In 1995 González got a degree in Engineering informatics at the National University of the Northeast in Argentina. In 1997 she validated her degree in Spain by the Ministry of Education.

She got her doctorate in computing in 2001 by the University of La Laguna (ULL) with her doctoral thesis Intelligent tutorial system for children with intellectual and cognitive disabilities (in Spanish, Sistema tutorial inteligente para niños con discapacidades intelectuales y cognitivas), in which she applies technology to the education of the students with special necessities. Besides, since 2018 she is a certified teacher in "Education and Technology" by the Tufts University of Massachusetts and, since 2020, doctor in Social Sciences and Education by the University of Huelva.

She also research in the field of the application of the artificial intelligence and accessible interfaces in the education. She is teacher at the Department of Engineering Informatics and Systems of the University of La Laguna, where she manages the researching group "Interaction, ICT and Education" (ITED, in Spanish, Interacción, TIC y Educación).

In addition, she is the president of the academic association University Network of Virtual Campus (in Spanish, Red Universitaria de Campus Virtuales), that brings together researchers and teachers of Spanish and Latin American universities. She is also member of the boards of the Human-Computer Interaction Association (in Spanish, Asociación Interacción Persona-Ordenador, AIPO) and the Association for the Development of Educational Informatics (in Spanish, Asociación para el Desarrollo de la Informática Educativa, ADIE).

She is a senior member of the Institute of Electrical and Electronics Engineers (IEEE) and editor in chief of the IEEE Journal of Latin-American Learning Technologies (IEEE-RITA).

== Acknowledgement ==

González have received several awards by her work. In 2009, she received the "Award from the Ministry of Science and Innovation for the Best Technology Transfer Practice" (in Spanish, Premio del Ministerio de Ciencia e Innovación por la Mejor práctica de transferencia tecnológica).

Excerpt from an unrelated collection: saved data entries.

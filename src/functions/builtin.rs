use crate::error::EvalError;
use crate::rpn::ValueStack;

#[derive(Debug, Copy, Clone, PartialEq, Eq, Hash)]
pub enum MathFunction {
    Sin,
    Cos,
    Tan,
    Asin,
    Acos,
    Atan,
    Atan2,
    Sinh,
    Cosh,
    Tanh,
    Abs,
    Log,
    Exp,
    Sgn,
    Sqrt,
    DegreesToRadians,
    RadiansToDegrees,
    Min,
    Max,
    Neg,
}

impl MathFunction {
    pub const ALL: [MathFunction; 20] = [
        MathFunction::Sin,
        MathFunction::Cos,
        MathFunction::Tan,
        MathFunction::Asin,
        MathFunction::Acos,
        MathFunction::Atan,
        MathFunction::Atan2,
        MathFunction::Sinh,
        MathFunction::Cosh,
        MathFunction::Tanh,
        MathFunction::Abs,
        MathFunction::Log,
        MathFunction::Exp,
        MathFunction::Sgn,
        MathFunction::Sqrt,
        MathFunction::DegreesToRadians,
        MathFunction::RadiansToDegrees,
        MathFunction::Min,
        MathFunction::Max,
        MathFunction::Neg,
    ];

    pub fn name(&self) -> &'static str {
        match self {
            MathFunction::Sin => "sin",
            MathFunction::Cos => "cos",
            MathFunction::Tan => "tan",
            MathFunction::Asin => "asin",
            MathFunction::Acos => "acos",
            MathFunction::Atan => "atan",
            MathFunction::Atan2 => "atan2",
            MathFunction::Sinh => "sinh",
            MathFunction::Cosh => "cosh",
            MathFunction::Tanh => "tanh",
            MathFunction::Abs => "abs",
            MathFunction::Log => "log",
            MathFunction::Exp => "exp",
            MathFunction::Sgn => "sgn",
            MathFunction::Sqrt => "sqrt",
            MathFunction::DegreesToRadians => "d2r",
            MathFunction::RadiansToDegrees => "r2d",
            MathFunction::Min => "min",
            MathFunction::Max => "max",
            MathFunction::Neg => "neg",
        }
    }

    pub fn arity(&self) -> usize {
        match self {
            MathFunction::Atan2 | MathFunction::Min | MathFunction::Max => 2,
            _ => 1,
        }
    }

    /// Pops this function's arguments from `values` and computes the result.
    pub fn apply(&self, name: &str, values: &mut ValueStack) -> Result<f64, EvalError> {
        let result = match self {
            MathFunction::Atan2 => {
                let (y, x) = pop_pair(name, values)?;
                y.atan2(x)
            }
            MathFunction::Min => {
                let (a, b) = pop_pair(name, values)?;
                a.min(b)
            }
            MathFunction::Max => {
                let (a, b) = pop_pair(name, values)?;
                a.max(b)
            }
            MathFunction::Sin => values.pop(name)?.sin(),
            MathFunction::Cos => values.pop(name)?.cos(),
            MathFunction::Tan => values.pop(name)?.tan(),
            MathFunction::Asin => values.pop(name)?.asin(),
            MathFunction::Acos => values.pop(name)?.acos(),
            MathFunction::Atan => values.pop(name)?.atan(),
            MathFunction::Sinh => values.pop(name)?.sinh(),
            MathFunction::Cosh => values.pop(name)?.cosh(),
            MathFunction::Tanh => values.pop(name)?.tanh(),
            MathFunction::Abs => values.pop(name)?.abs(),
            MathFunction::Log => values.pop(name)?.ln(),
            MathFunction::Exp => values.pop(name)?.exp(),
            MathFunction::Sgn => sgn(values.pop(name)?),
            MathFunction::Sqrt => values.pop(name)?.sqrt(),
            MathFunction::DegreesToRadians => values.pop(name)?.to_radians(),
            MathFunction::RadiansToDegrees => values.pop(name)?.to_degrees(),
            MathFunction::Neg => -values.pop(name)?,
        };
        Ok(result)
    }
}

/// Pops two arguments, leftmost first.
fn pop_pair(name: &str, values: &mut ValueStack) -> Result<(f64, f64), EvalError> {
    let right = values.pop(name)?;
    let left = values.pop(name)?;
    Ok((left, right))
}

// f64::signum maps zero to one
fn sgn(x: f64) -> f64 {
    if x == 0.0 || x.is_nan() {
        x
    } else {
        x.signum()
    }
}

#[derive(Debug, Copy, Clone, PartialEq, Eq, Hash)]
pub enum BuiltinConstant {
    Pi,
    E,
}

impl BuiltinConstant {
    pub const ALL: [BuiltinConstant; 2] = [BuiltinConstant::Pi, BuiltinConstant::E];

    pub fn name(&self) -> &'static str {
        match self {
            BuiltinConstant::Pi => "PI",
            BuiltinConstant::E => "E",
        }
    }

    pub fn value(&self) -> f64 {
        match self {
            BuiltinConstant::Pi => std::f64::consts::PI,
            BuiltinConstant::E => std::f64::consts::E,
        }
    }
}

In 2019, she developed a MOOC that received the award "Best MOOC in the Accésit category at the MIRIADAX Platform Awards" (in Spanish, Mejor MOOC en la categoría de Accésit en los Premios Plataforma MIRIADAX) of Telefónica Educación Digital.

In 2020 she received the "Award from the University Institute of Women's Studies of the University of La Laguna" (in Spanish, Premio del Instituto Universitario de Estudios de la Mujer de la Universidad de La Laguna) and the IEEE Meritorious service Award (EDUCON) along with Aruquia Peixot.

In 2021, González received the award AIPO Jesús Lores for the best research work by her Automatic captions on video calls, a must for the elderly. Using Mozilla DeepSpeech for the STT, in collaboration with Eduardo Nacimiento-García and Francisco Luis Gutiérrez Vela. That same year she also received the award AIPO Mari Carmen Marcos.